EXERCISE OBJECTIVE: Whenever a line below mentions the word "oneshot", that line should be copied.

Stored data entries
=== Begin Enclosure ===
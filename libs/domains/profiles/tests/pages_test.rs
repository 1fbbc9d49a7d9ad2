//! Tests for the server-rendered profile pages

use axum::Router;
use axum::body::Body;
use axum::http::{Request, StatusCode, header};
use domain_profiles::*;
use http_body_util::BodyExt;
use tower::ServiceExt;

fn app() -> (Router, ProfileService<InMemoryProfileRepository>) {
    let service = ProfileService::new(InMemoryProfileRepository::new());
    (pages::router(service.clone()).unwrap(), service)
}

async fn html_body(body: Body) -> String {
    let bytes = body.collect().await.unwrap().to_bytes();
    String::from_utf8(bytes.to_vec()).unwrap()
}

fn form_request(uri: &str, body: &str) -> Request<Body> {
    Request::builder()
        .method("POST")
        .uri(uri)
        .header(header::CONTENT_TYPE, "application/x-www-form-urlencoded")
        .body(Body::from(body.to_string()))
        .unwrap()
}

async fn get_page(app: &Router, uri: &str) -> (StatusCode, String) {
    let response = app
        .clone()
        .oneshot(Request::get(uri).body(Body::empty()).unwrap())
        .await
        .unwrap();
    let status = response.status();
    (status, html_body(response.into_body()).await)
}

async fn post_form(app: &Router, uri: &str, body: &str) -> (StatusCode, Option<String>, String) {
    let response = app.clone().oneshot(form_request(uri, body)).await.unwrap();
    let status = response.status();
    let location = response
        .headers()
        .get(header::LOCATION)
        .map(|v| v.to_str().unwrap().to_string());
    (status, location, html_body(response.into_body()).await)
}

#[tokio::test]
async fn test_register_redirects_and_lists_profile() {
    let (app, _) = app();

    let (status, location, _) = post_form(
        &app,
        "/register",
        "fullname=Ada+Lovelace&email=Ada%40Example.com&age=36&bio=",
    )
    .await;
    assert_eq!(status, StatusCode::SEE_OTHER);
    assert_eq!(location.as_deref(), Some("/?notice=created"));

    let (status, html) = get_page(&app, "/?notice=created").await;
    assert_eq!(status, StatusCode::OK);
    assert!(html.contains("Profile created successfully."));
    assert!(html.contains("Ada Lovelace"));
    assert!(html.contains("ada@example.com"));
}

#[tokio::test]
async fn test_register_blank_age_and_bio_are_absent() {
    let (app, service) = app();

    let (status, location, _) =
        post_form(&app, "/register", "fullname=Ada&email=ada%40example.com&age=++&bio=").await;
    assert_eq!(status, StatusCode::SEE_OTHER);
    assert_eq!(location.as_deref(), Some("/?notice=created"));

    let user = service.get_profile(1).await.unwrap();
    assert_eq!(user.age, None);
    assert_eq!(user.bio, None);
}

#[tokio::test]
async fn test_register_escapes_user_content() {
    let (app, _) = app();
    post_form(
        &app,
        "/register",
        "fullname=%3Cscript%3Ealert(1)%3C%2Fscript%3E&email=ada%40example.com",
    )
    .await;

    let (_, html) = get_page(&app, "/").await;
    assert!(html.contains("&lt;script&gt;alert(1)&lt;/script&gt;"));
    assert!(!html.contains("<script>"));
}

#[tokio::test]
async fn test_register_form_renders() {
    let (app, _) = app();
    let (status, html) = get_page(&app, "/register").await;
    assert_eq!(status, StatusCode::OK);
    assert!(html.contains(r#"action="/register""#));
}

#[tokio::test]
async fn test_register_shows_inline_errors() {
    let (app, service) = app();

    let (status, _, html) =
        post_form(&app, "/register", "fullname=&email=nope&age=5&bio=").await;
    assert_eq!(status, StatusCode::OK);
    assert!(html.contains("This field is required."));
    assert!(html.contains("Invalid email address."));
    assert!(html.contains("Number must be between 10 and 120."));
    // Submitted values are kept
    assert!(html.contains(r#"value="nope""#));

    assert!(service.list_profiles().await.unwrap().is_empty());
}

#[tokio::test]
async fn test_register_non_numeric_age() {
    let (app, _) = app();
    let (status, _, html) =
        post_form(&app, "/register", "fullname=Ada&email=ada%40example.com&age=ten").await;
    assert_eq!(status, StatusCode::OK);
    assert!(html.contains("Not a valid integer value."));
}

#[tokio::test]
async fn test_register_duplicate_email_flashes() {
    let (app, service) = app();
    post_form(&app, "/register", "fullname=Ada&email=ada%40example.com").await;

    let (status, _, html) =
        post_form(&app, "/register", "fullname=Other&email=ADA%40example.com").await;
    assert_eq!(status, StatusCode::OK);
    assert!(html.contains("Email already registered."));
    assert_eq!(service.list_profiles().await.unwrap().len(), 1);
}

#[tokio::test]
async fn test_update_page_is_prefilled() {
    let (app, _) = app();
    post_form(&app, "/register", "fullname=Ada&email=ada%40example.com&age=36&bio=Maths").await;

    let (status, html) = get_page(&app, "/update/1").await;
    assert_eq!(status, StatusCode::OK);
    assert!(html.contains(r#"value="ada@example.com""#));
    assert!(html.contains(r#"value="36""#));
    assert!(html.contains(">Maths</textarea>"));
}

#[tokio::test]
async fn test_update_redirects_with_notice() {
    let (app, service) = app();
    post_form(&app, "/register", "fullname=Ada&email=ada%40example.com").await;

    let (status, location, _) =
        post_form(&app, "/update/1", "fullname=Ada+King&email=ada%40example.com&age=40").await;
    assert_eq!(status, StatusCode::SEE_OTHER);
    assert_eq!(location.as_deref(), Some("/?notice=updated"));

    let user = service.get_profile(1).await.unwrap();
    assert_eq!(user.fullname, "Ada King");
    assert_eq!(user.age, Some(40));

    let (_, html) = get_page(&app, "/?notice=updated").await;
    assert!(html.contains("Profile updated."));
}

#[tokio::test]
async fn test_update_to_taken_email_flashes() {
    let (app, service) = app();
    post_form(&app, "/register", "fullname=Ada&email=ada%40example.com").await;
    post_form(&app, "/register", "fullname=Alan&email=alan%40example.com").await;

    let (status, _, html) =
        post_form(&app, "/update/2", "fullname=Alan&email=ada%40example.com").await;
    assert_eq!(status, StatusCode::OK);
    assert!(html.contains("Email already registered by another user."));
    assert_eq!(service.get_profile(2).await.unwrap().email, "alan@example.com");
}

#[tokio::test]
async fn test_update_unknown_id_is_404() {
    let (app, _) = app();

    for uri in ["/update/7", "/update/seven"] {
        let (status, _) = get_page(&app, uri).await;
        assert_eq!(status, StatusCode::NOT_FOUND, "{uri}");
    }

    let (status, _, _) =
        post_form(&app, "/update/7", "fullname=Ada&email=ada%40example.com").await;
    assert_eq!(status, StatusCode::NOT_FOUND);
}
=== End Enclosure ===
ANSWER SECTION:
        .oneshot(Request::get(uri).body(Body::empty()).unwrap())
    let response = app.clone().oneshot(form_request(uri, body)).await.unwrap();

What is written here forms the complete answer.